Peut-être avez-vous lu Kiosque, ce roman de Jean Rouaud qui décrit la vie d'un marchand de journaux. Il s'agit de sa propre vie : avant de décrocher le prix Goncourt, il était kiosquier à Paris, rue de Flandres. « On est toujours debout, à l'étroit, sans chauffage ni toilettes », écrit-il. Cette vie ne fait pas rêver ! Et pourtant, un kiosque est un lieu de culture, de rencontres, d'échanges cocasses, péremptoires ou avisés sur l'actualité.
Mais pour combien de temps encore ? Chaque année, un millier de marchands de presse tirent le rideau, épuisés par les horaires de travail, étranglés par des revenus trop irréguliers, harassés par la masse d'imprimés qui débordent des camions chaque matin – plus de 4 000 titres qu'ils ne peuvent pas refuser, même s'ils saturent les linéaires de leurs commerces.
Dès lors, comment croire que la loi Bichet est toujours adaptée ? Bien sûr, ce texte emblématique a permis d'organiser la pluralité de l'information et l'égalité entre les éditeurs dans l'après-guerre.
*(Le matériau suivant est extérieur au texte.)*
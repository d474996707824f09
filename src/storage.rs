pub mod errors;

use std::collections::HashMap;

use chrono::format::{Item, StrftimeItems};
use tracing::{debug, trace, warn};

use crate::factory::Granularity;
use crate::time::{Instant, Zone};
use errors::ErrorType;

/// Result of storage operation.
pub type StoreResult<T> = Result<T, ErrorType>;

/// Vacant slot percentage above which storages compact unless told otherwise
pub const DEFAULT_AUTO_CLEAN_THRESHOLD: u8 = 50;

/// A single date and the data stored along it
#[derive(Debug, Clone, PartialEq, Eq)]
pub struct Entry<T> {
    pub instant: Instant,
    pub data: T,
}

/// Storage for data keyed by date.
///
/// Every storage is bound to one format and one [Zone] for its entire lifetime.
/// The format turns a date into its identity string, see [identity][Self::identity].
///
/// Entries are kept in insertion order. Overwriting an entry keeps its position,
/// removing and then re-inserting moves it to the end.
#[derive(Debug, Clone)]
pub struct DateStorage<T> {
    format: String,
    zone: Zone,
    pub(crate) entries: Vec<Option<Entry<T>>>,
    pub(crate) index: HashMap<Instant, usize>,
    /// Percentage of vacant slots at which [unset][Self::unset] compacts the storage
    auto_clean_threshold: Option<u8>,
}

impl<T> DateStorage<T> {
    /// Instantiates an empty storage for the given format and zone
    ///
    /// # Errors
    /// [ErrorType::InvalidArgument] when the format is empty or is not a valid
    /// strftime format string.
    pub fn new<S: Into<String>>(format: S, zone: Zone) -> StoreResult<Self> {
        let format = format.into();
        validate_format(&format)?;
        debug!(format = %format, zone = %zone, "created date storage");

        Ok(Self {
            format,
            zone,
            entries: vec![],
            index: HashMap::new(),
            auto_clean_threshold: Some(DEFAULT_AUTO_CLEAN_THRESHOLD),
        })
    }

    /// Instantiates an empty storage using one of the preset formats
    pub fn preset(granularity: Granularity, zone: Zone) -> Self {
        debug!(%granularity, zone = %zone, "created date storage");
        Self {
            format: granularity.format().to_string(),
            zone,
            entries: vec![],
            index: HashMap::new(),
            auto_clean_threshold: Some(DEFAULT_AUTO_CLEAN_THRESHOLD),
        }
    }

    /// Compact the storage automatically once vacant slots exceed `threshold` percent
    pub fn with_auto_clean(mut self, threshold: u8) -> Self {
        self.auto_clean_threshold = Some(threshold.min(100));
        self
    }

    /// Never compact on [unset][Self::unset]; vacant slots stay until [clean][Self::clean]
    pub fn without_auto_clean(mut self) -> Self {
        self.auto_clean_threshold = None;
        self
    }

    pub fn format(&self) -> &str {
        &self.format
    }

    pub fn zone(&self) -> &Zone {
        &self.zone
    }

    /// Stores `data` along `instant`, replacing whatever was stored for it before
    pub fn set(&mut self, instant: Instant, data: T) {
        if let Some(&idx) = self.index.get(&instant) {
            if let Some(entry) = self.entries[idx].as_mut() {
                trace!(%instant, idx, "overwriting entry");
                entry.data = data;
                return;
            }
        }

        let idx = self.entries.len();
        trace!(%instant, idx, "inserting entry");
        self.index.insert(instant.clone(), idx);
        self.entries.push(Some(Entry { instant, data }));
    }

    /// Removes the entry for `instant` and returns its data.
    /// Removing a date that is not stored does nothing.
    pub fn unset(&mut self, instant: &Instant) -> Option<T> {
        let idx = self.index.remove(instant)?;
        trace!(%instant, idx, "removing entry");
        let removed = self.entries[idx].take().map(|entry| entry.data);

        if let Some(threshold) = self.auto_clean_threshold {
            if self.vacant_percentage() > threshold as usize {
                self.clean();
            }
        }

        removed
    }

    pub fn exists(&self, instant: &Instant) -> bool {
        self.index.contains_key(instant)
    }

    pub fn get(&self, instant: &Instant) -> Option<&T> {
        self.index
            .get(instant)
            .and_then(|&idx| self.entries[idx].as_ref())
            .map(|entry| &entry.data)
    }

    pub fn get_mut(&mut self, instant: &Instant) -> Option<&mut T> {
        let idx = *self.index.get(instant)?;
        self.entries[idx].as_mut().map(|entry| &mut entry.data)
    }

    /// Derives the identity string for `instant` using the storage's format.
    ///
    /// The zone names must match exactly. Zones that merely share an offset are rejected
    /// with [ErrorType::IllegalTimezone].
    pub fn identity(&self, instant: &Instant) -> StoreResult<String> {
        if !instant.zone().same_name(&self.zone) {
            warn!(
                expected = self.zone.name(),
                supplied = instant.zone().name(),
                "identity requested for date in foreign time zone"
            );
            return Err(ErrorType::IllegalTimezone {
                expected: self.zone.name().to_string(),
                supplied: instant.zone().name().to_string(),
            });
        }

        instant.format(&self.format)
    }

    /// Returns the number of stored entries
    pub fn len(&self) -> usize {
        self.index.len()
    }

    pub fn is_empty(&self) -> bool {
        self.index.is_empty()
    }

    pub fn clear(&mut self) {
        self.entries.clear();
        self.index.clear();
    }

    /// Iterates over all entries in insertion order
    pub fn iter(&self) -> impl Iterator<Item = (&Instant, &T)> {
        self.entries
            .iter()
            .filter_map(|e| e.as_ref())
            .map(|e| (&e.instant, &e.data))
    }

    /// Consumes the storage, yielding all entries in insertion order
    pub fn into_entries(self) -> impl Iterator<Item = Entry<T>> {
        self.entries.into_iter().flatten()
    }

    /// Removes the vacant slots left behind by [unset][Self::unset].
    /// Iteration order is preserved.
    pub fn clean(&mut self) {
        let before = self.entries.len();
        self.entries.retain(|e| e.is_some());
        self.index.clear();
        for (idx, entry) in self.entries.iter().enumerate() {
            if let Some(entry) = entry {
                self.index.insert(entry.instant.clone(), idx);
            }
        }
        debug!(
            removed = before - self.entries.len(),
            remaining = self.entries.len(),
            "cleaned date storage"
        );
    }

    fn vacant_percentage(&self) -> usize {
        if self.entries.is_empty() {
            return 0;
        }
        (self.entries.len() - self.index.len()) * 100 / self.entries.len()
    }
}

/// Checks that `format` is a non-empty strftime format string
pub fn validate_format(format: &str) -> StoreResult<()> {
    if format.is_empty() {
        return Err(ErrorType::InvalidArgument(
            "Invalid date format supplied: empty string".to_string(),
        ));
    }
    if StrftimeItems::new(format).any(|item| matches!(item, Item::Error)) {
        return Err(ErrorType::InvalidArgument(format!(
            "Invalid date format supplied: {format}"
        )));
    }
    Ok(())
}

#[cfg(test)]
mod tests {
    use super::*;

    fn day_storage() -> DateStorage<&'static str> {
        DateStorage::new("%Y-%m-%d", Zone::utc()).unwrap()
    }

    fn at(secs: i64) -> Instant {
        Instant::from_timestamp(&Zone::utc(), secs).unwrap()
    }

    #[test]
    fn illegal_formats() {
        for format in ["", "%Y-%Q", "%"] {
            assert!(matches!(
                DateStorage::<()>::new(format, Zone::utc()),
                Err(ErrorType::InvalidArgument(_))
            ));
        }
    }

    #[test]
    fn set_overwrites_in_place() {
        let mut storage = day_storage();
        storage.set(at(0), "A");
        storage.set(at(86_400), "B");
        storage.set(at(0), "C");

        assert_eq!(storage.len(), 2);
        let order: Vec<_> = storage.iter().map(|(_, d)| *d).collect();
        assert_eq!(order, vec!["C", "B"]);
    }

    #[test]
    fn reinsert_moves_to_end() {
        let mut storage = day_storage();
        storage.set(at(0), "A");
        storage.set(at(86_400), "B");
        assert_eq!(storage.unset(&at(0)), Some("A"));
        storage.set(at(0), "A");

        let order: Vec<_> = storage.iter().map(|(_, d)| *d).collect();
        assert_eq!(order, vec!["B", "A"]);
    }

    #[test]
    fn unset_missing() {
        let mut storage = day_storage();
        storage.set(at(0), "A");
        assert_eq!(storage.unset(&at(1)), None);
        assert!(storage.exists(&at(0)));
        assert_eq!(storage.get(&at(0)), Some(&"A"));
    }

    #[test]
    fn get_mut_updates_data() {
        let mut storage = day_storage();
        storage.set(at(0), "A");
        if let Some(data) = storage.get_mut(&at(0)) {
            *data = "Z";
        }
        assert_eq!(storage.get(&at(0)), Some(&"Z"));
        assert_eq!(storage.get_mut(&at(5)), None);
    }

    #[test]
    fn identity_checks_zone_name() {
        let amsterdam = Zone::new("Europe/Amsterdam", 3600).unwrap();
        let berlin = Zone::new("Europe/Berlin", 3600).unwrap();
        let storage: DateStorage<()> = DateStorage::new("%Y-%m-%d %H", amsterdam.clone()).unwrap();

        let ok = Instant::from_timestamp(&amsterdam, 0).unwrap();
        assert_eq!(storage.identity(&ok).unwrap(), "1970-01-01 01");

        let foreign = Instant::from_timestamp(&berlin, 0).unwrap();
        assert_eq!(
            storage.identity(&foreign),
            Err(ErrorType::IllegalTimezone {
                expected: "Europe/Amsterdam".to_string(),
                supplied: "Europe/Berlin".to_string(),
            })
        );
    }

    #[test]
    fn clean_keeps_order() {
        let mut storage = day_storage();
        for (i, data) in ["A", "B", "C", "D"].into_iter().enumerate() {
            storage.set(at(i as i64 * 86_400), data);
        }
        storage.unset(&at(0));
        storage.unset(&at(2 * 86_400));
        assert_eq!(storage.entries.len(), 4);

        storage.clean();
        assert_eq!(storage.entries.len(), 2);
        assert_eq!(storage.get(&at(3 * 86_400)), Some(&"D"));
        let order: Vec<_> = storage.iter().map(|(_, d)| *d).collect();
        assert_eq!(order, vec!["B", "D"]);
    }

    #[test]
    fn auto_clean() {
        let mut storage = day_storage().with_auto_clean(50);
        for i in 0..4 {
            storage.set(at(i * 86_400), "x");
        }
        storage.unset(&at(0));
        storage.unset(&at(86_400));
        // exactly half vacant, not above the threshold yet
        assert_eq!(storage.entries.len(), 4);

        storage.unset(&at(2 * 86_400));
        assert_eq!(storage.entries.len(), 1);
        assert!(storage.exists(&at(3 * 86_400)));
    }

    #[test]
    fn churn_stays_bounded() {
        let mut storage = day_storage();
        storage.set(at(0), "resident");
        for i in 1..10_000 {
            storage.set(at(i * 86_400), "x");
            storage.unset(&at(i * 86_400));
            assert!(storage.entries.len() <= 3);
        }
        assert_eq!(storage.len(), 1);
        assert_eq!(storage.get(&at(0)), Some(&"resident"));
    }

    #[test]
    fn without_auto_clean_keeps_slots() {
        let mut storage = day_storage().without_auto_clean();
        for i in 0..10 {
            storage.set(at(i * 86_400), "x");
            storage.unset(&at(i * 86_400));
        }
        assert_eq!(storage.entries.len(), 10);
        storage.clean();
        assert!(storage.entries.is_empty());
    }

    #[test]
    fn clear() {
        let mut storage = day_storage();
        storage.set(at(0), "A");
        storage.clear();
        assert!(storage.is_empty());
        assert!(!storage.exists(&at(0)));
    }
}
Avec ce cadre, unique au monde, la presse française est devenue accessible partout et à tous.
Mais les difficultés rencontrées par ce système de distribution et son premier opérateur, Presstalis, ont montré qu'il ne convient plus à un secteur largement bouleversé, ces dernières années, par les développements numériques, la multiplicité des titres qui encombrent le réseau, ou encore par l'évolution des pratiques de lecture.
De plus, ce cadre juridique rigidifie l'ensemble du système et place même des éditeurs en situation de conflit d'intérêts, lorsqu'ils sont à la fois clients et actionnaires majoritaires des sociétés qui assurent la distribution de leurs titres.
Le projet de loi qui nous est proposé a donc pour objectif de moderniser les règles applicables à la distribution de la presse au numéro. Il montre que l'on peut obtenir un modèle plus efficient, tout en maintenant les principes fondateurs qui garantissent, depuis 1947, la diffusion libre et impartiale de la presse sur l'ensemble du territoire national. Le texte réaffirme donc les éléments fondamentaux de la loi Bichet, notamment l'obligation de se constituer en coopérative pour les éditeurs qui souhaitent se grouper afin de faire distribuer leurs titres.
En premier lieu, il garantit la continuité de la distribution de la presse, en laissant aux deux principales messageries un temps d'adaptation avant d'autoriser l'arrivée de nouveaux acteurs : un délai qui paraît raisonnable puisqu'il va jusqu'au 1er janvier 2023, date de la fin du plan de redressement de Presstalis.
Le texte donne également aux marchands de journaux plus de latitude dans le choix des publications qu'ils reçoivent. Il s'agit de retrouver l'intérêt de ce métier et de préserver le réseau de ces 23 000 professionnels. Cette liberté accrue permettra également de limiter les invendus, dont le coût environnemental ne cesse de gonfler.
Plusieurs expériences récentes ont montré que la diminution du nombre de titres présentés permet d'augmenter les ventes, en rendant les commerces plus attractifs.
Pour autant, la presse d'information politique et générale, dont la valeur constitutionnelle est reconnue, conservera son droit d'accès intégral et absolu au réseau de distribution. Là encore, c'est l'un des grands principes de la loi Bichet qui est réaffirmé.
Si le texte donne plus de liberté aux acteurs de la filière, il n'oublie pas d'unifier et de renforcer la régulation pour prévenir les dérives et sanctionner les excès. Supprimant les deux organes existants, le Conseil supérieur des messageries de presse – CSMP – et l'Autorité de régulation de la distribution de la presse – ARDP – , il confie la régulation à l'ARCEP, dont les compétences techniques, juridiques et économiques sont unanimement reconnues.
Enfin, la garantie du pluralisme est étendue à la diffusion numérique, puisque les éditeurs de titres d'IPG auront un droit d'accès aux kiosques numériques. Le texte impose aussi des obligations de transparence pour les choix opérés par les agrégateurs d'informations.
À l'occasion des nombreuses auditions, auxquelles j'ai participé avec M. le rapporteur, nous avons pu mesurer la satisfaction d'un très grand nombre d'acteurs de la filière, et souligner la célérité du Gouvernement, qui a retenu les propositions les plus judicieuses du rapport de Marc Schwartz.
C'est donc un texte équilibré qui nous est proposé. Il a fait l'objet d'un examen minutieux et constructif des sénateurs. Sur les sept groupes politiques du Sénat, un seul a voté contre.
C'est dans ce même esprit positif, pour une filière qui en a bien besoin, que le groupe La République en marche de l'Assemblée nationale aborde ce texte.